As Volunteers, we have responsibilities to our communities; thus, leaving site, for work or otherwise, is strongly discouraged1. That said, I planned my vacation late June and turned in the necessary paperwork: mapping out my travel itinerary in detail for each day. After notifying my community counterpart, discussing out-of-site travel with the police officer assigned to keep an eye on me, and seeking approval from my program staff, I prepared for my vacation to the Rif Mountains and the Mediterranean Sea. Morocco Map: Vacation to the Rif MountainsPacking was simple: toothbrush, toothpaste, dental floss, three shirts, two pairs of shorts2, straw hat, money and national identity card.

The next few posts will consist of my visits to Nador, Al Hoceima, Chaouen (Chefchaouen), Martil, Tetouan and Fes.

The vacation started with a quick stop in industrial steel-town Nador. The Spanish influence in Morocco is noticeable immediately from the architecture to the "holas!" greetings. Many people were surprised with my regional Arabic, and had difficulty understanding me.

Nador, Morocco
I sat at a local cafe waiting for another Volunteer3 and watched the hustle and bustle of morning activities. Meeting up with my travel companion, we made our way to Al Hoceima, the first vacation destination.

Al Hoceima, Morocco
Al Hoceima is a seaside resort that is popular with Moroccan tourists. The town is on the west side of a large crescent-shaped bay.

Nador, Morocco
The EuroFerry docked in the harbour at sunset.

Nador, Morocco
Al Hoceima's buildings are characterized by "tile-skin," such as seen here.

Nador, Morocco
Hanging out in Al Hoceima reminded me of just relaxing in Any Beach Town, California; I was a bit homesick as we left for the cooler mountain town of Chouen. The bus ride across the Rif Mountains was rough, periodically getting close to the edge of the often one-lane road. We stopped a few times during the six-hour busride to allow people to empty their vomint bags and bladders.

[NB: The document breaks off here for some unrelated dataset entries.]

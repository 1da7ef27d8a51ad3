// SPDX-License-Identifier: MIT
// Copyright 2026 Roland Dreier <roland@kernel.org>

//! Logged activity model.

use serde::{Deserialize, Serialize};
#[cfg(feature = "binding-generation")]
use ts_rs::TS;

/// Category selector that matches every record.
pub const ALL_CATEGORIES: &str = "All";

/// Filter chips offered by the history view, in display order.
pub const FILTER_OPTIONS: [&str; 4] = [ALL_CATEGORIES, "Walking", "Running", "Cycling"];

/// One logged activity entry.
///
/// Display fields (`duration_label`, `distance_label`, `pace_label`,
/// `time_label`) are pre-formatted and never converted.
#[derive(Debug, Clone, PartialEq, Eq, Serialize, Deserialize)]
#[cfg_attr(feature = "binding-generation", derive(TS))]
#[cfg_attr(
    feature = "binding-generation",
    ts(export, export_to = "web/src/lib/generated/")
)]
pub struct ActivityRecord {
    /// Unique identifier within the collection
    #[cfg_attr(feature = "binding-generation", ts(type = "number"))]
    pub id: u64,
    /// Activity type (Walking, Running, Cycling, ...)
    pub category: String,
    /// e.g. "55 Min"
    pub duration_label: String,
    /// e.g. "4.2 km"
    pub distance_label: String,
    /// e.g. "7:30 /km"
    pub pace_label: String,
    #[cfg_attr(feature = "binding-generation", ts(type = "number"))]
    pub step_count: u64,
    #[cfg_attr(feature = "binding-generation", ts(type = "number"))]
    pub calorie_count: u64,
    /// Calendar date, usually `YYYY-MM-DD`
    pub date: String,
    /// e.g. "08:30 AM"
    pub time_label: String,
}

/// Icon shown next to an activity.
#[derive(Debug, Clone, Copy, PartialEq, Eq, Serialize, Deserialize)]
#[serde(rename_all = "snake_case")]
#[cfg_attr(feature = "binding-generation", derive(TS))]
#[cfg_attr(
    feature = "binding-generation",
    ts(export, export_to = "web/src/lib/generated/")
)]
pub enum ActivityIcon {
    Walk,
    Run,
    Bike,
}

impl ActivityIcon {
    /// Pick the icon for a category name. Unknown categories get the run icon.
    pub fn for_category(category: &str) -> Self {
        match category.to_lowercase().as_str() {
            "walking" => ActivityIcon::Walk,
            "cycling" => ActivityIcon::Bike,
            _ => ActivityIcon::Run,
        }
    }
}

#[cfg(test)]
mod tests {
    use super::*;

    #[test]
    fn test_icon_is_case_insensitive() {
        assert_eq!(ActivityIcon::for_category("Walking"), ActivityIcon::Walk);
        assert_eq!(ActivityIcon::for_category("CYCLING"), ActivityIcon::Bike);
        assert_eq!(ActivityIcon::for_category("running"), ActivityIcon::Run);
    }

    #[test]
    fn test_icon_falls_back_to_run() {
        assert_eq!(ActivityIcon::for_category("Swimming"), ActivityIcon::Run);
        assert_eq!(ActivityIcon::for_category(""), ActivityIcon::Run);
    }

    #[test]
    fn test_record_deserializes_from_json() {
        let json = r#"{
            "id": 7,
            "category": "Walking",
            "duration_label": "20 Min",
            "distance_label": "1.5 km",
            "pace_label": "9:00 /km",
            "step_count": 2100,
            "calorie_count": 90,
            "date": "2025-02-01",
            "time_label": "09:15 AM"
        }"#;

        let record: ActivityRecord = serde_json::from_str(json).unwrap();
        assert_eq!(record.id, 7);
        assert_eq!(record.step_count, 2100);
        assert_eq!(record.date, "2025-02-01");
    }

    #[test]
    fn test_negative_counts_are_rejected() {
        let json = r#"{
            "id": 1, "category": "Walking", "duration_label": "", "distance_label": "",
            "pace_label": "", "step_count": -5, "calorie_count": 0,
            "date": "2025-02-01", "time_label": ""
        }"#;

        assert!(serde_json::from_str::<ActivityRecord>(json).is_err());
    }
}
//! Application configuration loaded from environment variables.

use std::env;
use std::path::PathBuf;

/// Application configuration, loaded once at startup.
#[derive(Debug, Clone)]
pub struct Config {
    /// Frontend URL allowed by CORS
    pub frontend_url: String,
    /// Server port
    pub port: u16,
    /// Optional JSON fixture replacing the built-in sample data
    pub fixture_path: Option<PathBuf>,
}

impl Default for Config {
    fn default() -> Self {
        Self {
            frontend_url: "http://localhost:5173".to_string(),
            port: 8080,
            fixture_path: None,
        }
    }
}

impl Config {
    /// Load configuration from environment variables.
    pub fn from_env() -> Result<Self, ConfigError> {
        dotenvy::dotenv().ok(); // Load .env file if present
        Self::from_lookup(|key| env::var(key).ok())
    }

    /// Build configuration from an arbitrary key lookup.
    pub fn from_lookup<F>(lookup: F) -> Result<Self, ConfigError>
    where
        F: Fn(&str) -> Option<String>,
    {
        let port: u16 = match lookup("PORT") {
            Some(raw) => raw
                .trim()
                .parse()
                .map_err(|_| ConfigError::Invalid("PORT", raw))?,
            None => 8080,
        };

        Ok(Self {
            frontend_url: lookup("FRONTEND_URL")
                .unwrap_or_else(|| "http://localhost:5173".to_string()),
            port,
            fixture_path: lookup("FIXTURE_PATH")
                .map(|v| v.trim().to_string())
                .filter(|v| !v.is_empty())
                .map(PathBuf::from),
        })
    }
}

/// Configuration errors
#[derive(Debug, thiserror::Error)]
pub enum ConfigError {
    #[error("Invalid value for environment variable {0}: {1:?}")]
    Invalid(&'static str, String),
}
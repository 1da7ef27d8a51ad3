// SPDX-License-Identifier: MIT
// Copyright 2026 Roland Dreier <roland@rolandd.dev>

use axum::http::StatusCode;
use axum::response::IntoResponse;
use pocketfit::error::AppError;

#[test]
fn test_error_codes() {
    assert_eq!(AppError::NotFound("x".to_string()).code(), "not_found");
    assert_eq!(AppError::BadRequest("x".to_string()).code(), "bad_request");
    assert_eq!(
        AppError::Internal(anyhow::anyhow!("boom")).code(),
        "internal_error"
    );
}

#[tokio::test]
async fn test_error_status_and_body() {
    let response = AppError::NotFound("Activity 7 not found".to_string()).into_response();
    assert_eq!(response.status(), StatusCode::NOT_FOUND);

    let bytes = axum::body::to_bytes(response.into_body(), usize::MAX)
        .await
        .unwrap();
    let body: serde_json::Value = serde_json::from_slice(&bytes).unwrap();
    assert_eq!(body["error"], "not_found");
    assert_eq!(body["details"], "Activity 7 not found");
}

#[tokio::test]
async fn test_internal_error_hides_details() {
    let response = AppError::Internal(anyhow::anyhow!("secret")).into_response();
    assert_eq!(response.status(), StatusCode::INTERNAL_SERVER_ERROR);

    let bytes = axum::body::to_bytes(response.into_body(), usize::MAX)
        .await
        .unwrap();
    let body: serde_json::Value = serde_json::from_slice(&bytes).unwrap();
    assert_eq!(body["error"], "internal_error");
    assert!(body.get("details").is_none());
}
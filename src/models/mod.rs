// SPDX-License-Identifier: MIT
// Copyright 2026 Roland Dreier <roland@kernel.org>

//! Data models for the application.

pub mod activity;
pub mod stats;
pub mod user;

pub use activity::{ActivityIcon, ActivityRecord, ALL_CATEGORIES, FILTER_OPTIONS};
pub use stats::{ActivityTotals, DailyHistory, DateGroup, TodaySnapshot};
pub use user::{FitnessGoal, UserProfile};
// SPDX-License-Identifier: MIT
// Copyright 2026 Roland Dreier <roland@rolandd.dev>

//! Services module - business logic layer.

pub mod aggregator;
pub mod source;

pub use aggregator::{filter_by_category, find_by_id, group_by_date, CategoryFilter};
pub use source::{ActivitySource, FixtureExtras, SourceError, StaticActivitySource};
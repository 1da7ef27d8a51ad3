// SPDX-License-Identifier: MIT
// Copyright 2026 Roland Dreier <roland@rolandd.dev>

//! Loading activity data from a fixture file.

use pocketfit::config::Config;
use pocketfit::models::{FitnessGoal, TodaySnapshot};
use pocketfit::services::{group_by_date, SourceError};
use pocketfit::AppState;
use std::path::PathBuf;

fn config_with_fixture(path: &str) -> Config {
    Config {
        fixture_path: Some(PathBuf::from(path)),
        ..Config::default()
    }
}

#[test]
fn test_state_uses_sample_data_without_fixture() {
    let state = AppState::from_config(Config::default()).expect("Sample data should load");

    assert_eq!(state.source.list_records().len(), 5);
    assert_eq!(state.profile.name, "John Doe");
    assert_eq!(state.today, TodaySnapshot::default());
}

#[test]
fn test_state_loads_fixture_file() {
    let state = AppState::from_config(config_with_fixture("tests/fixtures/activities.json"))
        .expect("Fixture should load");

    let records = state.source.list_records();
    assert_eq!(records.len(), 3);
    assert_eq!(records[0].id, 10);

    assert_eq!(state.profile.name, "Jane Runner");
    assert_eq!(state.profile.goal, FitnessGoal::GeneralFitness);
    // No "today" section in the file
    assert_eq!(state.today, TodaySnapshot::default());

    let history = group_by_date(records);
    assert_eq!(history.len(), 2);
    assert_eq!(history.get("2025-03-02").unwrap().total_steps, 8400);
}

#[test]
fn test_missing_fixture_file_fails() {
    let result = AppState::from_config(config_with_fixture("tests/fixtures/missing.json"));
    assert!(matches!(result, Err(SourceError::IoError(_))));
}
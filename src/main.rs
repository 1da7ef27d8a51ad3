// SPDX-License-Identifier: MIT
// Copyright 2026 Roland Dreier <roland@rolandd.dev>

//! PocketFit API Server
//!
//! Serves activity history, daily totals and the user profile for the
//! PocketFit app screens.

use pocketfit::{config::Config, AppState};
use std::sync::Arc;
use tracing_subscriber::{layer::SubscriberExt, util::SubscriberInitExt};

#[tokio::main]
async fn main() -> Result<(), Box<dyn std::error::Error>> {
    init_logging()?;

    let config = Config::from_env()?;
    tracing::info!(port = config.port, "Starting PocketFit API");

    let state = AppState::from_config(config.clone())?;
    tracing::info!(
        activities = state.source.list_records().len(),
        profile = %state.profile.name,
        "Activity data loaded"
    );

    let app = pocketfit::routes::create_router(Arc::new(state));

    let addr = format!("0.0.0.0:{}", config.port);
    let listener = tokio::net::TcpListener::bind(&addr).await?;
    tracing::info!(address = %addr, "Server listening");

    axum::serve(listener, app).await?;
    Ok(())
}

/// Initialize structured JSON logging.
fn init_logging() -> Result<(), Box<dyn std::error::Error>> {
    let format = tracing_subscriber::fmt::layer()
        .json()
        .with_target(false)
        .with_current_span(true)
        .flatten_event(true);

    tracing_subscriber::registry()
        .with(
            tracing_subscriber::EnvFilter::from_default_env()
                .add_directive("pocketfit=debug".parse()?)
                .add_directive("info".parse()?),
        )
        .with(format)
        .init();
    Ok(())
}
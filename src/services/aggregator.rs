// SPDX-License-Identifier: MIT
// Copyright 2026 Roland Dreier <roland@rolandd.dev>

//! Activity filtering, grouping and totals.
//!
//! All functions are pure and never fail: unknown categories produce an
//! empty list and missing ids produce `None`.

use crate::models::{ActivityRecord, ActivityTotals, DailyHistory, ALL_CATEGORIES};
use crate::time_utils::parse_iso_date;
use std::cmp::Reverse;

/// Category selector for list views.
#[derive(Debug, Clone, PartialEq, Eq)]
pub enum CategoryFilter {
    All,
    Only(String),
}

impl CategoryFilter {
    /// Parse a selector string. `"All"` is the match-everything sentinel.
    pub fn parse(selector: &str) -> Self {
        if selector == ALL_CATEGORIES {
            CategoryFilter::All
        } else {
            CategoryFilter::Only(selector.to_string())
        }
    }

    pub fn matches(&self, record: &ActivityRecord) -> bool {
        match self {
            CategoryFilter::All => true,
            CategoryFilter::Only(category) => record.category == *category,
        }
    }
}

/// Records whose category equals `category`, in input order.
/// `"All"` returns every record.
pub fn filter_by_category(records: &[ActivityRecord], category: &str) -> Vec<ActivityRecord> {
    let filter = CategoryFilter::parse(category);
    records
        .iter()
        .filter(|r| filter.matches(r))
        .cloned()
        .collect()
}

/// Group records by exact date string, keeping first-seen date order.
pub fn group_by_date(records: &[ActivityRecord]) -> DailyHistory {
    records.iter().cloned().collect()
}

/// Look up a record by id.
pub fn find_by_id(records: &[ActivityRecord], id: u64) -> Option<&ActivityRecord> {
    records.iter().find(|r| r.id == id)
}

/// Totals across all given records.
pub fn summarize(records: &[ActivityRecord]) -> ActivityTotals {
    records.iter().fold(ActivityTotals::default(), |mut acc, r| {
        acc.add(r);
        acc
    })
}

/// Progress toward a goal as a fraction in `0.0..=1.0`. A zero goal gives 0.
pub fn goal_progress(value: u64, goal: u64) -> f32 {
    if goal == 0 {
        return 0.0;
    }
    (value as f32 / goal as f32).clamp(0.0, 1.0)
}

/// Whole-percent label value for a progress fraction (truncated).
pub fn progress_percent(progress: f32) -> u32 {
    (progress * 100.0) as u32
}

/// Order records most recent first.
///
/// Only strict `YYYY-MM-DD` dates are ordered; records with other date text
/// follow them in their original relative order. The sort is stable.
pub fn sort_by_date_desc(records: &mut [ActivityRecord]) {
    records.sort_by_key(|r| match parse_iso_date(&r.date) {
        Some(date) => (0, Reverse(Some(date))),
        None => (1, Reverse(None)),
    });
}
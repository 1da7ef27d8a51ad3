// SPDX-License-Identifier: MIT
// Copyright 2026 Roland Dreier <roland@rolandd.dev>

//! Built-in sample data used when no fixture file is configured.

use crate::models::ActivityRecord;

#[allow(clippy::too_many_arguments)]
fn record(
    id: u64,
    category: &str,
    duration: &str,
    step_count: u64,
    calorie_count: u64,
    distance: &str,
    pace: &str,
    date: &str,
    time: &str,
) -> ActivityRecord {
    ActivityRecord {
        id,
        category: category.to_string(),
        duration_label: duration.to_string(),
        distance_label: distance.to_string(),
        pace_label: pace.to_string(),
        step_count,
        calorie_count,
        date: date.to_string(),
        time_label: time.to_string(),
    }
}

/// Five activities across 2025-01-13..=2025-01-15, newest day first.
pub fn sample_activities() -> Vec<ActivityRecord> {
    vec![
        record(1, "Walking", "55 Min", 6050, 260, "4.2 km", "7:30 /km", "2025-01-15", "08:30 AM"),
        record(2, "Running", "35 Min", 5600, 380, "5.5 km", "6:22 /km", "2025-01-15", "06:00 AM"),
        record(3, "Cycling", "45 Min", 0, 420, "12.0 km", "3:45 /km", "2025-01-14", "07:00 PM"),
        record(4, "Walking", "30 Min", 3500, 150, "2.5 km", "8:00 /km", "2025-01-14", "12:00 PM"),
        record(5, "Running", "40 Min", 6200, 450, "6.2 km", "6:27 /km", "2025-01-13", "06:30 AM"),
    ]
}
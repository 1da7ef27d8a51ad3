//! User profile model.

use serde::{Deserialize, Serialize};
#[cfg(feature = "binding-generation")]
use ts_rs::TS;

/// Fitness goal chosen on the profile screen.
#[derive(Debug, Clone, Copy, PartialEq, Eq, Serialize, Deserialize)]
#[cfg_attr(feature = "binding-generation", derive(TS))]
#[cfg_attr(
    feature = "binding-generation",
    ts(export, export_to = "web/src/lib/generated/")
)]
pub enum FitnessGoal {
    #[serde(rename = "Weight Loss")]
    WeightLoss,
    #[serde(rename = "Maintenance")]
    Maintenance,
    #[serde(rename = "Muscle Gain")]
    MuscleGain,
    #[serde(rename = "General Fitness")]
    GeneralFitness,
}

impl FitnessGoal {
    /// All goals, in dropdown order.
    pub const ALL: [FitnessGoal; 4] = [
        FitnessGoal::WeightLoss,
        FitnessGoal::Maintenance,
        FitnessGoal::MuscleGain,
        FitnessGoal::GeneralFitness,
    ];

    pub fn label(self) -> &'static str {
        match self {
            FitnessGoal::WeightLoss => "Weight Loss",
            FitnessGoal::Maintenance => "Maintenance",
            FitnessGoal::MuscleGain => "Muscle Gain",
            FitnessGoal::GeneralFitness => "General Fitness",
        }
    }
}

/// User profile. Weight and height are display strings (kg / cm).
#[derive(Debug, Clone, PartialEq, Eq, Serialize, Deserialize)]
#[cfg_attr(feature = "binding-generation", derive(TS))]
#[cfg_attr(
    feature = "binding-generation",
    ts(export, export_to = "web/src/lib/generated/")
)]
pub struct UserProfile {
    pub name: String,
    pub email: String,
    pub weight: String,
    pub height: String,
    pub goal: FitnessGoal,
    /// Date of birth (`YYYY-MM-DD`)
    pub date_of_birth: String,
}

impl Default for UserProfile {
    fn default() -> Self {
        Self {
            name: "John Doe".to_string(),
            email: "john.doe@example.com".to_string(),
            weight: "70".to_string(),
            height: "175".to_string(),
            goal: FitnessGoal::Maintenance,
            date_of_birth: "1995-01-01".to_string(),
        }
    }
}
//! Aggregates computed from activity records.
//!
//! Everything here is derived on demand from the record list; nothing is
//! stored.

use serde::{Deserialize, Serialize};
use std::collections::HashMap;
#[cfg(feature = "binding-generation")]
use ts_rs::TS;

use crate::models::ActivityRecord;

/// Step/calorie totals over a set of records.
#[derive(Debug, Clone, Copy, Default, PartialEq, Eq, Serialize)]
#[cfg_attr(feature = "binding-generation", derive(TS))]
#[cfg_attr(
    feature = "binding-generation",
    ts(export, export_to = "web/src/lib/generated/")
)]
pub struct ActivityTotals {
    #[cfg_attr(feature = "binding-generation", ts(type = "number"))]
    pub total_steps: u64,
    #[cfg_attr(feature = "binding-generation", ts(type = "number"))]
    pub total_calories: u64,
    pub activity_count: u32,
}

impl ActivityTotals {
    /// Fold one record into the totals. Sums saturate at `u64::MAX`.
    pub fn add(&mut self, record: &ActivityRecord) {
        self.total_steps = self.total_steps.saturating_add(record.step_count);
        self.total_calories = self.total_calories.saturating_add(record.calorie_count);
        self.activity_count = self.activity_count.saturating_add(1);
    }
}

/// Records sharing an identical date string, plus their totals.
#[derive(Debug, Clone, PartialEq, Eq, Serialize)]
#[cfg_attr(feature = "binding-generation", derive(TS))]
#[cfg_attr(
    feature = "binding-generation",
    ts(export, export_to = "web/src/lib/generated/")
)]
pub struct DateGroup {
    pub date: String,
    #[cfg_attr(feature = "binding-generation", ts(type = "number"))]
    pub total_steps: u64,
    #[cfg_attr(feature = "binding-generation", ts(type = "number"))]
    pub total_calories: u64,
    pub activity_count: u32,
    pub activities: Vec<ActivityRecord>,
}

impl DateGroup {
    fn new(date: String) -> Self {
        Self {
            date,
            total_steps: 0,
            total_calories: 0,
            activity_count: 0,
            activities: Vec::new(),
        }
    }

    fn push(&mut self, record: ActivityRecord) {
        self.total_steps = self.total_steps.saturating_add(record.step_count);
        self.total_calories = self.total_calories.saturating_add(record.calorie_count);
        self.activity_count = self.activity_count.saturating_add(1);
        self.activities.push(record);
    }

    pub fn totals(&self) -> ActivityTotals {
        ActivityTotals {
            total_steps: self.total_steps,
            total_calories: self.total_calories,
            activity_count: self.activity_count,
        }
    }
}

/// Date-keyed groups in first-seen order.
///
/// Keys are compared as raw strings: "2025-01-15" and "January 15, 2025"
/// land in different groups.
#[derive(Debug, Clone, Default, PartialEq, Eq)]
pub struct DailyHistory {
    groups: Vec<DateGroup>,
    index: HashMap<String, usize>,
}

impl DailyHistory {
    /// Add a record to the group for its date, creating the group on first sight.
    pub fn insert(&mut self, record: ActivityRecord) {
        let slot = match self.index.get(&record.date) {
            Some(&slot) => slot,
            None => {
                let slot = self.groups.len();
                self.index.insert(record.date.clone(), slot);
                self.groups.push(DateGroup::new(record.date.clone()));
                slot
            }
        };
        self.groups[slot].push(record);
    }

    pub fn get(&self, date: &str) -> Option<&DateGroup> {
        self.index.get(date).map(|&slot| &self.groups[slot])
    }

    /// Dates in first-seen order.
    pub fn dates(&self) -> impl Iterator<Item = &str> {
        self.groups.iter().map(|g| g.date.as_str())
    }

    pub fn iter(&self) -> std::slice::Iter<'_, DateGroup> {
        self.groups.iter()
    }

    pub fn len(&self) -> usize {
        self.groups.len()
    }

    pub fn is_empty(&self) -> bool {
        self.groups.is_empty()
    }

    pub fn into_groups(self) -> Vec<DateGroup> {
        self.groups
    }
}

impl FromIterator<ActivityRecord> for DailyHistory {
    fn from_iter<I: IntoIterator<Item = ActivityRecord>>(iter: I) -> Self {
        let mut history = DailyHistory::default();
        for record in iter {
            history.insert(record);
        }
        history
    }
}

/// Live values shown on the home screen.
#[derive(Debug, Clone, PartialEq, Eq, Serialize, Deserialize)]
pub struct TodaySnapshot {
    pub steps: u64,
    pub calories: u64,
    pub current_activity: String,
}

impl Default for TodaySnapshot {
    fn default() -> Self {
        Self {
            steps: 3000,
            calories: 250,
            current_activity: "Walking".to_string(),
        }
    }
}

#[cfg(test)]
mod tests {
    use super::*;

    fn make_record(id: u64, date: &str, steps: u64, calories: u64) -> ActivityRecord {
        ActivityRecord {
            id,
            category: "Walking".to_string(),
            duration_label: "10 Min".to_string(),
            distance_label: "1.0 km".to_string(),
            pace_label: "10:00 /km".to_string(),
            step_count: steps,
            calorie_count: calories,
            date: date.to_string(),
            time_label: "08:00 AM".to_string(),
        }
    }

    #[test]
    fn test_totals_accumulate() {
        let mut totals = ActivityTotals::default();
        totals.add(&make_record(1, "2025-01-01", 100, 10));
        totals.add(&make_record(2, "2025-01-02", 250, 30));

        assert_eq!(totals.total_steps, 350);
        assert_eq!(totals.total_calories, 40);
        assert_eq!(totals.activity_count, 2);
    }

    #[test]
    fn test_history_keeps_first_seen_order() {
        let history: DailyHistory = vec![
            make_record(1, "2025-01-02", 1, 1),
            make_record(2, "2025-01-01", 1, 1),
            make_record(3, "2025-01-02", 1, 1),
        ]
        .into_iter()
        .collect();

        let dates: Vec<&str> = history.dates().collect();
        assert_eq!(dates, vec!["2025-01-02", "2025-01-01"]);
        assert_eq!(history.get("2025-01-02").unwrap().activity_count, 2);
    }

    #[test]
    fn test_history_keys_are_raw_strings() {
        let history: DailyHistory = vec![
            make_record(1, "2025-01-15", 1, 1),
            make_record(2, "January 15, 2025", 1, 1),
        ]
        .into_iter()
        .collect();

        assert_eq!(history.len(), 2);
    }

    #[test]
    fn test_group_totals_match_members() {
        let history: DailyHistory = vec![
            make_record(1, "2025-01-15", 6050, 260),
            make_record(2, "2025-01-15", 5600, 380),
        ]
        .into_iter()
        .collect();

        let group = history.get("2025-01-15").unwrap();
        assert_eq!(
            group.totals(),
            ActivityTotals {
                total_steps: 11650,
                total_calories: 640,
                activity_count: 2,
            }
        );
        let ids: Vec<u64> = group.activities.iter().map(|a| a.id).collect();
        assert_eq!(ids, vec![1, 2]);
    }

    #[test]
    fn test_totals_saturate_instead_of_overflowing() {
        let records = vec![
            make_record(1, "2025-01-15", u64::MAX, u64::MAX),
            make_record(2, "2025-01-15", 1, 1),
        ];

        let mut totals = ActivityTotals::default();
        for record in &records {
            totals.add(record);
        }
        assert_eq!(totals.total_steps, u64::MAX);
        assert_eq!(totals.total_calories, u64::MAX);
        assert_eq!(totals.activity_count, 2);

        let history: DailyHistory = records.into_iter().collect();
        let group = history.get("2025-01-15").unwrap();
        assert_eq!(group.total_steps, u64::MAX);
        assert_eq!(group.activity_count, 2);
    }
}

1. According to Peace Corps Morocco Policy & Procedure Handbook, September 2005 Edition, there are two basic rationales for this policy: 1) Saftey and Security; and 2) Integration into community.
2. Though my site is not super-conservative, I don't wear shorts while in site because, well, I just don't need MORE unwanted attention.
3. Due to safety and security, I cannot identify my vacation/travel companion.